2. Get a good tripod, any movement can cause the image not to be sharp and when you shoot with a true macro lens your depth to field is VERY shallow
3. If you are going to shoot handled get a flash so you can help freeze the movement


----------



## xDarek (Jan 11, 2016)

FotosbyMike said:


> A few things about macro photography:
> 1. Even though a lens says it shoots macro it is not 1:1, normally it means the lens can focus a little closer to normal, which is what I am seeing in the images above.
> 2. Get a good tripod, any movement can cause the image not to be sharp and when you shoot with a true macro lens your depth to field is VERY shallow
> 3. If you are going to shoot handled get a flash so you can help freeze the movement


I ordered a tripod, it's on his way, thank you for your feedback.


----------



## Overread (Jan 11, 2016)

What camera did you use for this shot and if it has one what lens? 
How did you take the shot - settings such as aperture, shutter speed, ISO, tripod, flash etc...

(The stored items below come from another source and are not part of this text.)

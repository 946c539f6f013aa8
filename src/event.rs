use serde::{Deserialize, Serialize};

use crate::capabilities::{PermissionState, TimerOutput};
use crate::query::QueryResponse;

#[derive(Serialize, Deserialize, Clone, Debug)]
pub enum Event {
    Noop,

    /// Session start: kicks off the location permission flow.
    Started,

    // Rendering surface
    /// The visible map region changed; spans are in degrees.
    ViewportChanged {
        latitude_span: f64,
        longitude_span: f64,
    },

    // Location provider
    LocationUpdated {
        lat: f64,
        lon: f64,
    },
    AuthorizationChanged(PermissionState),

    // Toggle control
    TrackingToggled,

    // Debounce timer
    DebounceFired(TimerOutput),

    // Remote call completion (shell-resolved, never serialized; boxed to
    // keep the enum small)
    #[serde(skip)]
    FetchCompleted(Box<crux_http::Result<crux_http::Response<QueryResponse>>>),

    /// The owning session is going away: cancel the pending timer and
    /// discard anything that arrives afterwards.
    Shutdown,
}

impl Event {
    #[must_use]
    pub fn name(&self) -> &'static str {
        match self {
            Self::Noop => "noop",
            Self::Started => "started",
            Self::ViewportChanged { .. } => "viewport_changed",
            Self::LocationUpdated { .. } => "location_updated",
            Self::AuthorizationChanged(_) => "authorization_changed",
            Self::TrackingToggled => "tracking_toggled",
            Self::DebounceFired(_) => "debounce_fired",
            Self::FetchCompleted(_) => "fetch_completed",
            Self::Shutdown => "shutdown",
        }
    }
}

#[cfg(test)]
mod tests {
    use super::*;

    #[test]
    fn shell_facing_events_round_trip_through_serde() {
        let event = Event::ViewportChanged {
            latitude_span: 0.04,
            longitude_span: 0.06,
        };
        let json = serde_json::to_string(&event).unwrap();
        let back: Event = serde_json::from_str(&json).unwrap();
        match back {
            Event::ViewportChanged {
                latitude_span,
                longitude_span,
            } => {
                assert_eq!(latitude_span, 0.04);
                assert_eq!(longitude_span, 0.06);
            }
            other => panic!("expected ViewportChanged, got {}", other.name()),
        }
    }

    #[test]
    fn event_size_is_reasonable() {
        // Keep the enum small; box variants if this starts failing.
        assert!(std::mem::size_of::<Event>() <= 128);
    }
}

The more detail you can give the better - check the link in my signature about critique for a more detailed thread on helping you with getting feedback in your photography.


----------



## xDarek (Jan 11, 2016)

Overread said:


> What camera did you use for this shot and if it has one what lens?
> How did you take the shot - settings such as aperture, shutter speed, ISO, tripod, flash etc...
> 
> The more detail you can give the better - check the link in my signature about critique for a more detailed thread on helping you with getting feedback in your photography.
> I used 1600 ISO,flash no tripod, and I have a Fujifilm s9200 ( I know it's not a good camera but I'm a begginer and I don't have money to buy another one )


----------



## xDarek (Jan 11, 2016)

I used 1600 ISO,flash no tripod, and I have a Fujifilm s9200 ( I know it's not a good camera but I'm a begginer and I don't have money to buy another one )a


----------